The colonization of roots of plants in the legume family by nitrogen-fixing bacteria is regulated by a complex series of interactions between the symbiotic partners. The endpoint is a specialized organ called a nodule, which is formed by the plant roots to house the bacteria. In exchange for carbon provided by the plant, the bacteria provide the plant with nitrogen from the air, allowing legumes the unique ability to grow in the absence of soil nitrogen. This project focuses on the plant's control of the symbiosis, with the genetically enabled model species Medicago truncatula as the plant host and Sinorhizobia as the bacterial symbiont. The mechanisms by which the plant regulates the number of nodules it forms will be studied. The PI has shown that regulation of nodule number occurs by way of signals that travel between roots and shoots. Four questions about how the root and shoot signal to each other remain unanswered:
What is the nodulation signal to the shoot? What perceives the signal in the shoot? What is the nature of the signal to the root? What receives the signal in the root?
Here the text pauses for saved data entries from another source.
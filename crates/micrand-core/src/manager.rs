//! The entropy-source manager.
//!
//! One `RngManager` is constructed at service startup, shared by `Arc`, and
//! owns all mutable source state: health, the selected device index, and the
//! single open capture stream. A single mutex serializes the whole
//! acquire-read-close sequence, so concurrent callers are serialized at the
//! hardware boundary no matter how they were dispatched.
//!
//! The public surface never fails: hardware errors degrade the source to the
//! PRNG fallback and the caller still gets a number. Total and permanent
//! unavailability of hardware is a steady state here, not a fatal condition.

use std::sync::Mutex;

use crate::backend::{AudioBackend, CaptureSpec, CaptureStream, CpalBackend};
use crate::config::Config;
use crate::extract;
use crate::fallback::FallbackGenerator;
use crate::recovery::{Clock, SourceHealth, SystemClock, should_retry};
use crate::select::select_device;

/// Where a returned number came from.
#[derive(Debug, Clone, Copy, PartialEq, Eq)]
pub enum Source {
    Microphone,
    Fallback,
}

impl Source {
    pub fn as_str(&self) -> &'static str {
        match self {
            Self::Microphone => "microphone",
            Self::Fallback => "fallback",
        }
    }
}

impl std::fmt::Display for Source {
    fn fmt(&self, f: &mut std::fmt::Formatter<'_>) -> std::fmt::Result {
        f.write_str(self.as_str())
    }
}

/// State guarded by the manager's lock.
struct Inner {
    health: SourceHealth,
    selected: Option<usize>,
    stream: Option<Box<dyn CaptureStream>>,
    shut_down: bool,
}

/// Microphone-backed random number manager with PRNG fallback.
pub struct RngManager {
    backend: Box<dyn AudioBackend>,
    clock: Box<dyn Clock>,
    config: Config,
    inner: Mutex<Inner>,
    fallback: Mutex<FallbackGenerator>,
}

impl RngManager {
    /// Build a manager over the host audio subsystem and run the initial
    /// device scan.
    pub fn new(config: Config) -> Self {
        Self::with_parts(Box::new(CpalBackend::new()), Box::new(SystemClock), config)
    }

    /// Build a manager with injected backend and clock (tests, embedders).
    pub fn with_parts(
        backend: Box<dyn AudioBackend>,
        clock: Box<dyn Clock>,
        config: Config,
    ) -> Self {
        let manager = Self {
            backend,
            clock,
            config,
            inner: Mutex::new(Inner {
                health: SourceHealth::degraded(),
                selected: None,
                stream: None,
                shut_down: false,
            }),
            fallback: Mutex::new(FallbackGenerator::new()),
        };
        {
            let mut inner = manager.inner.lock().unwrap();
            manager.run_selection(&mut inner);
        }
        manager
    }

    /// One probing pass. Updates the recovery timestamp regardless of
    /// outcome so a dead microphone costs one pass per retry interval.
    fn run_selection(&self, inner: &mut Inner) {
        match select_device(self.backend.as_ref(), &self.config) {
            Some(index) => {
                inner.selected = Some(index);
                inner.health = SourceHealth::Healthy;
            }
            None => {
                inner.selected = None;
                inner.health = SourceHealth::Degraded {
                    last_attempt: Some(self.clock.now()),
                };
            }
        }
    }

    /// Close the stream (if any) and enter fallback mode. The failed attempt
    /// counts as a recovery attempt for retry gating.
    fn mark_degraded(&self, inner: &mut Inner) {
        if let Some(mut stream) = inner.stream.take() {
            stream.close();
        }
        inner.health = SourceHealth::Degraded {
            last_attempt: Some(self.clock.now()),
        };
    }

    /// Source acquisition state machine: recover if due, then reuse or open
    /// the capture stream. Never touches hardware while degraded and not due
    /// for a retry.
    fn acquire(&self, inner: &mut Inner) -> Source {
        if inner.shut_down {
            return Source::Fallback;
        }

        if should_retry(&inner.health, self.clock.now(), self.config.retry_interval) {
            self.run_selection(inner);
        }
        if inner.health != SourceHealth::Healthy {
            return Source::Fallback;
        }
        if inner.stream.is_some() {
            return Source::Microphone;
        }

        let Some(index) = inner.selected else {
            // Healthy without a selection would violate the mode invariant.
            self.mark_degraded(inner);
            return Source::Fallback;
        };
        let spec = CaptureSpec {
            chunk_frames: self.config.probe.chunk_frames,
            ..CaptureSpec::default()
        };
        match self.backend.open(index, &spec) {
            Ok(stream) => {
                inner.stream = Some(stream);
                Source::Microphone
            }
            Err(e) => {
                log::warn!("failed to open selected device {index}: {e}");
                self.mark_degraded(inner);
                Source::Fallback
            }
        }
    }

    /// Produce one number in [0, 1) and report which path produced it.
    ///
    /// Extraction failures degrade silently to the fallback PRNG; this never
    /// fails and never blocks on hardware while degraded.
    pub fn random_with_source(&self) -> (f64, Source) {
        let mut inner = self.inner.lock().unwrap();
        if let Source::Microphone = self.acquire(&mut inner) {
            if let Some(stream) = inner.stream.as_mut() {
                match extract::read_digest(stream.as_mut()) {
                    Ok(digest) => {
                        return (extract::digest_to_unit(&digest), Source::Microphone);
                    }
                    Err(e) => {
                        log::warn!("entropy read failed, degrading to fallback: {e}");
                        self.mark_degraded(&mut inner);
                    }
                }
            }
        }
        drop(inner);
        (self.fallback.lock().unwrap().next_f64(), Source::Fallback)
    }

    /// Produce one number in [0, 1). Never fails.
    pub fn random_number(&self) -> f64 {
        self.random_with_source().0
    }

    /// Current source, reflecting a fresh acquisition attempt (recovery and
    /// stream opening included, like a request would see).
    pub fn current_source(&self) -> Source {
        let mut inner = self.inner.lock().unwrap();
        self.acquire(&mut inner)
    }

    /// Non-blocking view of the mode. Does not touch hardware; used by the
    /// service layer for error payloads when the lock may be held by a
    /// stuck hardware read.
    pub fn source_hint(&self) -> Source {
        match self.inner.try_lock() {
            Ok(inner) if !inner.shut_down && inner.health == SourceHealth::Healthy => {
                Source::Microphone
            }
            Ok(_) => Source::Fallback,
            // Lock held: a microphone read is in flight.
            Err(_) => Source::Microphone,
        }
    }

    /// Release the capture stream. Idempotent; after shutdown only the
    /// fallback path answers.
    pub fn shutdown(&self) {
        let mut inner = self.inner.lock().unwrap();
        if let Some(mut stream) = inner.stream.take() {
            stream.close();
        }
        inner.shut_down = true;
    }
}

impl Drop for RngManager {
    fn drop(&mut self) {
        self.shutdown();
    }
}
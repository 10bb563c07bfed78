//! Scoped suppression of native audio diagnostics.
//!
//! ALSA and friends write warnings straight to file descriptor 2 while
//! devices are enumerated or opened, which would pollute the service log on
//! every probe. The guard redirects stderr to `/dev/null` for its lifetime
//! and restores it unconditionally on drop, including the probe-failure
//! exit paths. Note that our own logging is muted for the same window, so
//! keep the scope tight.

/// RAII guard that silences stderr at the file-descriptor level.
///
/// No-op on non-Unix platforms and whenever the redirection itself fails.
pub struct StderrSilencer {
    #[cfg(unix)]
    saved: Option<libc::c_int>,
}

#[cfg(unix)]
impl StderrSilencer {
    /// Redirect stderr to `/dev/null` until the guard is dropped.
    pub fn activate() -> Self {
        // SAFETY: duplicates and swaps this process's own descriptors with
        // well-formed arguments; every acquired fd is closed on all paths.
        unsafe {
            let saved = libc::dup(libc::STDERR_FILENO);
            if saved < 0 {
                return Self { saved: None };
            }
            let devnull = libc::open(c"/dev/null".as_ptr(), libc::O_WRONLY);
            if devnull < 0 {
                libc::close(saved);
                return Self { saved: None };
            }
            if libc::dup2(devnull, libc::STDERR_FILENO) < 0 {
                libc::close(devnull);
                libc::close(saved);
                return Self { saved: None };
            }
            libc::close(devnull);
            Self { saved: Some(saved) }
        }
    }
}

#[cfg(unix)]
impl Drop for StderrSilencer {
    fn drop(&mut self) {
        if let Some(fd) = self.saved.take() {
            // SAFETY: restores the descriptor saved in activate() and closes
            // the duplicate. Runs on every exit path.
            unsafe {
                libc::dup2(fd, libc::STDERR_FILENO);
                libc::close(fd);
            }
        }
    }
}

#[cfg(not(unix))]
impl StderrSilencer {
    /// No diagnostic stream to redirect on this platform.
    pub fn activate() -> Self {
        Self {}
    }
}
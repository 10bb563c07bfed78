//! HTTP random-number server.
//!
//! Serves `GET /api/random` → `{rand, source, timestamp}` on top of the
//! entropy manager. The manager's blocking acquire-read-map sequence runs on
//! the tokio blocking pool, raced against a fixed deadline; a slow hardware
//! path yields 503 instead of a hung request. The abandoned worker keeps
//! running after a timeout and releases the manager lock whenever it
//! finishes — true cancellation of a blocking device read is not attempted.

use std::sync::Arc;
use std::time::{Duration, SystemTime, UNIX_EPOCH};

use axum::{Router, extract::State, http::StatusCode, response::Json, routing::get};
use serde::Serialize;

use micrand_core::RngManager;

/// Deadline for the whole acquire-read-map sequence.
const REQUEST_DEADLINE: Duration = Duration::from_secs(5);

#[derive(Serialize)]
struct RandomResponse {
    rand: f64,
    source: &'static str,
    timestamp: String,
}

#[derive(Serialize)]
struct ErrorResponse {
    error: &'static str,
    message: String,
    source: &'static str,
    timestamp: String,
}

#[derive(Serialize)]
struct HealthResponse {
    status: &'static str,
    source: &'static str,
}

async fn handle_random(
    State(rng): State<Arc<RngManager>>,
) -> Result<Json<RandomResponse>, (StatusCode, Json<ErrorResponse>)> {
    let worker = {
        let rng = Arc::clone(&rng);
        tokio::task::spawn_blocking(move || rng.random_with_source())
    };

    match tokio::time::timeout(REQUEST_DEADLINE, worker).await {
        Ok(Ok((rand, source))) => Ok(Json(RandomResponse {
            rand,
            source: source.as_str(),
            timestamp: iso8601_now(),
        })),
        Ok(Err(join_error)) => {
            log::error!("random-number worker failed: {join_error}");
            Err((
                StatusCode::INTERNAL_SERVER_ERROR,
                Json(ErrorResponse {
                    error: "internal_error",
                    message: "random number worker failed".to_string(),
                    source: rng.source_hint().as_str(),
                    timestamp: iso8601_now(),
                }),
            ))
        }
        Err(_) => {
            log::warn!(
                "request exceeded {}s deadline; worker left running",
                REQUEST_DEADLINE.as_secs()
            );
            Err((
                StatusCode::SERVICE_UNAVAILABLE,
                Json(ErrorResponse {
                    error: "timeout",
                    message: format!(
                        "no random number within {}s",
                        REQUEST_DEADLINE.as_secs()
                    ),
                    source: rng.source_hint().as_str(),
                    timestamp: iso8601_now(),
                }),
            ))
        }
    }
}

async fn handle_health(State(rng): State<Arc<RngManager>>) -> Json<HealthResponse> {
    Json(HealthResponse {
        status: "ok",
        source: rng.source_hint().as_str(),
    })
}

/// Build the axum router.
fn build_router(rng: Arc<RngManager>) -> Router {
    Router::new()
        .route("/api/random", get(handle_random))
        .route("/health", get(handle_health))
        .with_state(rng)
}

/// Run the HTTP random-number server.
pub async fn run_server(rng: Arc<RngManager>, host: &str, port: u16) {
    let app = build_router(rng);
    let addr = format!("{host}:{port}");
    let listener = tokio::net::TcpListener::bind(&addr).await.unwrap();
    axum::serve(listener, app).await.unwrap();
}

// ---------------------------------------------------------------------------
// Timestamp formatting
// ---------------------------------------------------------------------------

/// Current time as an ISO-8601 UTC string, e.g. `2026-08-25T14:30:00Z`.
fn iso8601_now() -> String {
    let since_epoch = SystemTime::now()
        .duration_since(UNIX_EPOCH)
        .unwrap_or_default();
    format_iso8601(since_epoch)
}

fn format_iso8601(since_epoch: Duration) -> String {
    let (year, month, day, hour, min, sec) = secs_to_utc(since_epoch.as_secs());
    format!("{year:04}-{month:02}-{day:02}T{hour:02}:{min:02}:{sec:02}Z")
}

/// Convert seconds since Unix epoch to (year, month, day, hour, minute,
/// second) UTC. No leap second handling.
fn secs_to_utc(secs: u64) -> (u64, u64, u64, u64, u64, u64) {
    let sec = secs % 60;
    let min = (secs / 60) % 60;
    let hour = (secs / 3600) % 24;

    let mut days = secs / 86400;
    let mut year = 1970u64;
    loop {
        let days_in_year = if is_leap(year) { 366 } else { 365 };
        if days < days_in_year {
            break;
        }
        days -= days_in_year;
        year += 1;
    }

    let month_days: [u64; 12] = if is_leap(year) {
        [31, 29, 31, 30, 31, 30, 31, 31, 30, 31, 30, 31]
    } else {
        [31, 28, 31, 30, 31, 30, 31, 31, 30, 31, 30, 31]
    };

    let mut month = 0u64;
    for (i, &md) in month_days.iter().enumerate() {
        if days < md {
            month = i as u64 + 1;
            break;
        }
        days -= md;
    }
    let day = days + 1;

    (year, month, day, hour, min, sec)
}

fn is_leap(year: u64) -> bool {
    (year % 4 == 0 && year % 100 != 0) || (year % 400 == 0)
}

#[cfg(test)]
mod tests {
    use super::*;

    // -----------------------------------------------------------------------
    // Timestamp formatting
    // -----------------------------------------------------------------------

    #[test]
    fn test_epoch_formats_correctly() {
        assert_eq!(format_iso8601(Duration::ZERO), "1970-01-01T00:00:00Z");
    }

    #[test]
    fn test_known_timestamp() {
        // 2024-02-29T12:00:00Z, a leap day.
        assert_eq!(
            format_iso8601(Duration::from_secs(1_709_208_000)),
            "2024-02-29T12:00:00Z"
        );
    }

    #[test]
    fn test_year_rollover() {
        // 2023-12-31T23:59:59Z
        assert_eq!(
            format_iso8601(Duration::from_secs(1_704_067_199)),
            "2023-12-31T23:59:59Z"
        );
    }

    #[test]
    fn test_leap_years() {
        assert!(is_leap(2024));
        assert!(is_leap(2000));
        assert!(!is_leap(1900));
        assert!(!is_leap(2026));
    }

    // -----------------------------------------------------------------------
    // Wire shapes
    // -----------------------------------------------------------------------

    #[test]
    fn test_random_response_shape() {
        let response = RandomResponse {
            rand: 0.25,
            source: "microphone",
            timestamp: "2026-08-25T14:30:00Z".to_string(),
        };
        let json = serde_json::to_value(&response).unwrap();
        assert_eq!(json["rand"], 0.25);
        assert_eq!(json["source"], "microphone");
        assert_eq!(json["timestamp"], "2026-08-25T14:30:00Z");
    }

    #[test]
    fn test_error_response_shape() {
        let response = ErrorResponse {
            error: "timeout",
            message: "no random number within 5s".to_string(),
            source: "fallback",
            timestamp: "2026-08-25T14:30:00Z".to_string(),
        };
        let json = serde_json::to_value(&response).unwrap();
        assert_eq!(json["error"], "timeout");
        assert_eq!(json["source"], "fallback");
        assert!(json["message"].as_str().unwrap().contains("5s"));
    }
}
A combination of physiological, genetic and biochemical approaches will be employed to identify the signals and determine how they are perceived. Towards this end investigators will analyze the genes, nutrients and plant hormones involved in regulating responses to the signals. Currently-known as well as new genes and proteins that function in this pathway will be characterized
Nitrogen fertilizer is costly to produce and excessive fertilizer application is a source of groundwater pollution, making the unique ability of legumes to grow in the absence of soil nitrogen highly desirable for agriculture. Because the nodule number regulatory pathway is also involved in root growth, the results of this project are critical to future manipulation of nodulation in agriculture and for revealing how all plants coordinate shoot and root growth. The project will train two doctoral students and four undergraduates, while providing summer research opportunities to several high school students. The lead investigator will engage in outreach by teaching best practices in research ethics through established university programs and disseminating the results of this project at scientific meetings and university programs targeted to the general public.